* The task
From the records below, output exactly the lines running from the line containing "repository 72d2d5ac1368915d" through the line containing "async fn create(&self, user: &User) -> UserResult<()>;", and no others.

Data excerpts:
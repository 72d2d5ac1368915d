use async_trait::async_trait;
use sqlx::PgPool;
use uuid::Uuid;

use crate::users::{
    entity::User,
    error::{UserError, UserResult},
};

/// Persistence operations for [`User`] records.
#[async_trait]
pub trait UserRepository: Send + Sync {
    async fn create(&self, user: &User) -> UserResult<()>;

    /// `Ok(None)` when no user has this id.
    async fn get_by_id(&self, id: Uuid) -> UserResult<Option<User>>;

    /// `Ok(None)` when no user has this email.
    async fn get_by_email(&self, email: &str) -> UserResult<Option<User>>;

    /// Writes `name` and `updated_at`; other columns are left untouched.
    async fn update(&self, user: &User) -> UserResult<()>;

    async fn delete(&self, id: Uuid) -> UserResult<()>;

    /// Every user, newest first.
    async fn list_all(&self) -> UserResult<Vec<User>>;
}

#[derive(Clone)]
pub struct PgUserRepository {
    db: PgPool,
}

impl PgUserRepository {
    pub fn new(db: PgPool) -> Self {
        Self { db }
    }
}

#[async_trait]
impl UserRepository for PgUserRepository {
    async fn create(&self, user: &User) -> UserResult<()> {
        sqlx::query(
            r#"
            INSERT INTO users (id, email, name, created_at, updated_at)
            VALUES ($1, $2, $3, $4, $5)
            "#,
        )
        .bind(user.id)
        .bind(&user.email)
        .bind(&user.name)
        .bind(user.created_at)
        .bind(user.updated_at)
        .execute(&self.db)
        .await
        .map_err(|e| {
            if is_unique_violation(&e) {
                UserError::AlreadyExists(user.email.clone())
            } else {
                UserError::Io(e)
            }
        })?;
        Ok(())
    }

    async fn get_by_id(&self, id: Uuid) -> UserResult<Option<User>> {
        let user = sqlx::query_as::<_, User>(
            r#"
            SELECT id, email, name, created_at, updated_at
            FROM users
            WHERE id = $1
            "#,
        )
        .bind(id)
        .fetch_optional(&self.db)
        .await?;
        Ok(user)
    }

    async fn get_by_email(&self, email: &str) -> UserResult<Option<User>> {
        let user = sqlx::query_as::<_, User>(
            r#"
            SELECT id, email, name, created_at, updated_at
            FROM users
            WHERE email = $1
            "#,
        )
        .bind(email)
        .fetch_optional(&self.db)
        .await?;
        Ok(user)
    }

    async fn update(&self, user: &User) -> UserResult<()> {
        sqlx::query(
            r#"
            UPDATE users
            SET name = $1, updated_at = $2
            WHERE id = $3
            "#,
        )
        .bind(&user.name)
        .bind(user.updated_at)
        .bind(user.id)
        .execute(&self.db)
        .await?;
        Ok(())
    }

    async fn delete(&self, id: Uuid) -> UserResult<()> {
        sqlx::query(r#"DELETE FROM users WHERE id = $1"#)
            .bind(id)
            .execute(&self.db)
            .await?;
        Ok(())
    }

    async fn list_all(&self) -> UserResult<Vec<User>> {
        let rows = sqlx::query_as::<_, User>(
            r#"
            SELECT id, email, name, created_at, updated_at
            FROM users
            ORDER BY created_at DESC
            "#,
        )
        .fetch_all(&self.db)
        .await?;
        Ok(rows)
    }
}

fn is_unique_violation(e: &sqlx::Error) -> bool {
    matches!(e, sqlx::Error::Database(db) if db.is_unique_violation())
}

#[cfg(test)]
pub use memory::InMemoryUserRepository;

* * *

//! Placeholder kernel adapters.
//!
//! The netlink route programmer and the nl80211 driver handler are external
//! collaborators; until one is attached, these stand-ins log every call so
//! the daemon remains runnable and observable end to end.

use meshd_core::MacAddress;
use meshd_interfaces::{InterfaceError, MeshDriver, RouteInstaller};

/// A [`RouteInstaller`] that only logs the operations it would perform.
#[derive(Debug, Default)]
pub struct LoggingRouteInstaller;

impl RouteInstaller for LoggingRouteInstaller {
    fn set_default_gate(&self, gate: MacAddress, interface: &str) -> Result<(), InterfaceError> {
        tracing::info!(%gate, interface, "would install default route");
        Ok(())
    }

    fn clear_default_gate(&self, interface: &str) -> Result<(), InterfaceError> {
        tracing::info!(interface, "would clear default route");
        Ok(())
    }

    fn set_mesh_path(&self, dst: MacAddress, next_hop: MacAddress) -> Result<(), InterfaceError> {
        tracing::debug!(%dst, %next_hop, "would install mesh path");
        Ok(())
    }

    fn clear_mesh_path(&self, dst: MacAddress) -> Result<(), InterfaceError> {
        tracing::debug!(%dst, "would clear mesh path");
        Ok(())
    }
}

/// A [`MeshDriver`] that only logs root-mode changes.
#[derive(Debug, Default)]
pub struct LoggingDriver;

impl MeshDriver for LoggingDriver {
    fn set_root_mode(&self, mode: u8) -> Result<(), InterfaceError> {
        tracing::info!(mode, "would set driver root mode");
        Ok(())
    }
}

* Result of the task
repository 72d2d5ac1368915d
use async_trait::async_trait;
use sqlx::PgPool;
use uuid::Uuid;

use crate::users::{
    entity::User,
    error::{UserError, UserResult},
};

/// Persistence operations for [`User`] records.
#[async_trait]
pub trait UserRepository: Send + Sync {
    async fn create(&self, user: &User) -> UserResult<()>;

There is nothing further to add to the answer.